Near the southern tip of Chile, the Andes Mountains tumble spectacularly into the sea. These are some of the purest waters on the planet. Yet wherever you look in this distant region, you can't help noticing clusters of nets, buoys and platforms dotting the stunning coastline.
Thinking of having fish for dinner?
If salmon is on your menu it most likely came from here.
Those nets, buoys and platforms are called salmoneras. The best translation: salmon farms.
If you think the fish you buy at your local supermarket is caught by fishermen with big nets and long lines, look closely at the label. It likely says it came from a fish farm.
Aquaculture — or fish farming — is the farming of the future. The world's oceans simply can't supply enough wild fish to meet the demands of the 21st century. In a few years, half of the fish the world consumes will come from fish farms.
Most of the salmon the world eats already does. Only 30 percent of the salmon eaten today is caught in the wild.

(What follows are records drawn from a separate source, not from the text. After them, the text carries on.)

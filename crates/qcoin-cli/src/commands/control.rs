//! Control command implementation.

use anyhow::Result;

use qcoin_games::control::{
    DEFAULT_SHOTS, adaptive_multilevel, cheat_detection_if_else, conditional_penalty,
    retry_while, run_all_control,
};

use super::common::blocking;
use crate::ControlPart;

/// Execute the control command.
pub async fn execute(
    part: ControlPart,
    max_attempts: u32,
    shots: Option<u32>,
    seed: Option<u64>,
) -> Result<()> {
    blocking(move || {
        match part {
            ControlPart::IfElse => {
                cheat_detection_if_else(shots.unwrap_or(DEFAULT_SHOTS[0]), seed)?;
            }
            ControlPart::While => {
                retry_while(shots.unwrap_or(DEFAULT_SHOTS[1]), max_attempts, seed)?;
            }
            ControlPart::Penalty => {
                conditional_penalty(shots.unwrap_or(DEFAULT_SHOTS[2]), seed)?;
            }
            ControlPart::Multilevel => {
                adaptive_multilevel(shots.unwrap_or(DEFAULT_SHOTS[3]), seed)?;
            }
            ControlPart::All => {
                run_all_control(max_attempts, shots, seed)?;
            }
        }
        Ok(())
    })
    .await
}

To see the future of the world's fisheries up close we flew almost 5,000 miles south from Miami to Santiago, Chile and then to the fishing town of Puerto Montt where the salmon industry is centered. We then drove even further south. As we did it seemed that every bay, fjord and protected inlet in this magnificent landscape is dotted with the nets of salmoneras.
Rodrigo Infante, the general manager of the trade group SalmonChile, was our guide at one of the most modern farms, where close to a million young salmon are being fattened for market. We clambered into a small outboard motor boat for the short ride to the farm dock.
The first thing that strikes you as you walk past the salmon pens is the sound of salmon splashing in the water. Then you notice their silvery skin flying through the air. After being hatched in fresh water, small salmon "smolts" are transferred to these saltwater pens to be fed and fattened for market. It takes about 18 months.
There are close to 1,000 salmon farms like this along the coast, which is impressive when you learn that the industry didn't exist here just 25 years ago.
There's a very good reason: Salmon did not live below the equator until man brought them here.
"It has to do with the natural conditions," says Infante. "Because you have cold water, because you have fjords, islands and places where you can locate all the infrastructure; because you have the availability of fish meal and fish oil that is harvested in the northern part of Chile; because close by we have fresh water and salt water: the two stages that salmon need to develop."
In short, the conditions here mirror the salmon's natural habitat in Norway and the Pacific Northwest.
And there's an abundant supply of cheap labor.
Today salmon has become Chile's third-largest export. A $2 billion industry for this developing country, it is responsible for more than 50,000 jobs on farms and in processing factories.
We also visited the giant factory owned by AquaChile on the outskirts of Puerto Montt. Truckloads of ice-filled plastic containers bring the salmon from the saltwater farms to the plant door.